Supplied records Block Start
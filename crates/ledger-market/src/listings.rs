//! Seed listings and the default price table.

use rust_decimal::Decimal;
use rust_decimal_macros::dec;

/// Static description of a listed security.
#[derive(Debug, Clone, Copy, PartialEq, Eq)]
pub struct Listing {
    pub symbol: &'static str,
    pub name: &'static str,
    pub sector: &'static str,
    pub industry: &'static str,
}

impl Listing {
    pub const fn new(
        symbol: &'static str,
        name: &'static str,
        sector: &'static str,
        industry: &'static str,
    ) -> Self {
        Self { symbol, name, sector, industry }
    }
}

/// Instruments listed on a fresh catalog.
pub const DEFAULT_LISTINGS: [Listing; 10] = [
    Listing::new("AAPL", "Apple Inc.", "Technology", "Consumer Electronics"),
    Listing::new("GOOGL", "Alphabet Inc.", "Technology", "Internet Content & Information"),
    Listing::new("MSFT", "Microsoft Corporation", "Technology", "Software"),
    Listing::new(
        "AMZN",
        "Amazon.com Inc.",
        "Consumer Discretionary",
        "Internet & Direct Marketing Retail",
    ),
    Listing::new("TSLA", "Tesla Inc.", "Consumer Discretionary", "Automobiles"),
    Listing::new("META", "Meta Platforms Inc.", "Technology", "Social Media"),
    Listing::new("NVDA", "NVIDIA Corporation", "Technology", "Semiconductors"),
    Listing::new("NFLX", "Netflix Inc.", "Communication Services", "Entertainment"),
    Listing::new("AMD", "Advanced Micro Devices Inc.", "Technology", "Semiconductors"),
    Listing::new("INTC", "Intel Corporation", "Technology", "Semiconductors"),
];

/// Fallback price when no quote could be fetched at listing time.
pub fn default_price(symbol: &str) -> Decimal {
    match symbol {
        "AAPL" => dec!(150.00),
        "GOOGL" => dec!(2500.00),
        "MSFT" => dec!(300.00),
        "AMZN" => dec!(3200.00),
        "TSLA" => dec!(800.00),
        "META" => dec!(320.00),
        "NVDA" => dec!(450.00),
        "NFLX" => dec!(400.00),
        "AMD" => dec!(100.00),
        "INTC" => dec!(50.00),
        _ => dec!(100.00),
    }
}

/// Fallback previous close: 98% of the default price.
pub fn default_previous_close(symbol: &str) -> Decimal {
    ledger_core::round_half_up(default_price(symbol) * dec!(0.98), 2)
}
Supplied records Block End
▶ _Goal of the exercise_
The entries are to be duplicated exactly, with nothing changed.

▶ _Response area_
filename crates/ledger-market/src/listings.rs
//! Seed listings and the default price table.

use rust_decimal::Decimal;
use rust_decimal_macros::dec;

/// Static description of a listed security.
#[derive(Debug, Clone, Copy, PartialEq, Eq)]
pub struct Listing {
    pub symbol: &'static str,
    pub name: &'static str,
    pub sector: &'static str,
    pub industry: &'static str,
}

impl Listing {
    pub const fn new(
        symbol: &'static str,
        name: &'static str,
        sector: &'static str,
        industry: &'static str,
    ) -> Self {
        Self { symbol, name, sector, industry }
    }
}

/// Instruments listed on a fresh catalog.
pub const DEFAULT_LISTINGS: [Listing; 10] = [
    Listing::new("AAPL", "Apple Inc.", "Technology", "Consumer Electronics"),
    Listing::new("GOOGL", "Alphabet Inc.", "Technology", "Internet Content & Information"),
    Listing::new("MSFT", "Microsoft Corporation", "Technology", "Software"),
    Listing::new(
        "AMZN",
        "Amazon.com Inc.",
        "Consumer Discretionary",
        "Internet & Direct Marketing Retail",
    ),
    Listing::new("TSLA", "Tesla Inc.", "Consumer Discretionary", "Automobiles"),
    Listing::new("META", "Meta Platforms Inc.", "Technology", "Social Media"),
    Listing::new("NVDA", "NVIDIA Corporation", "Technology", "Semiconductors"),
    Listing::new("NFLX", "Netflix Inc.", "Communication Services", "Entertainment"),
    Listing::new("AMD", "Advanced Micro Devices Inc.", "Technology", "Semiconductors"),
    Listing::new("INTC", "Intel Corporation", "Technology", "Semiconductors"),
];

/// Fallback price when no quote could be fetched at listing time.
pub fn default_price(symbol: &str) -> Decimal {
    match symbol {
        "AAPL" => dec!(150.00),
        "GOOGL" => dec!(2500.00),
        "MSFT" => dec!(300.00),
        "AMZN" => dec!(3200.00),
        "TSLA" => dec!(800.00),
        "META" => dec!(320.00),
        "NVDA" => dec!(450.00),
        "NFLX" => dec!(400.00),
        "AMD" => dec!(100.00),
        "INTC" => dec!(50.00),
        _ => dec!(100.00),
    }
}

/// Fallback previous close: 98% of the default price.
pub fn default_previous_close(symbol: &str) -> Decimal {
    ledger_core::round_half_up(default_price(symbol) * dec!(0.98), 2)
}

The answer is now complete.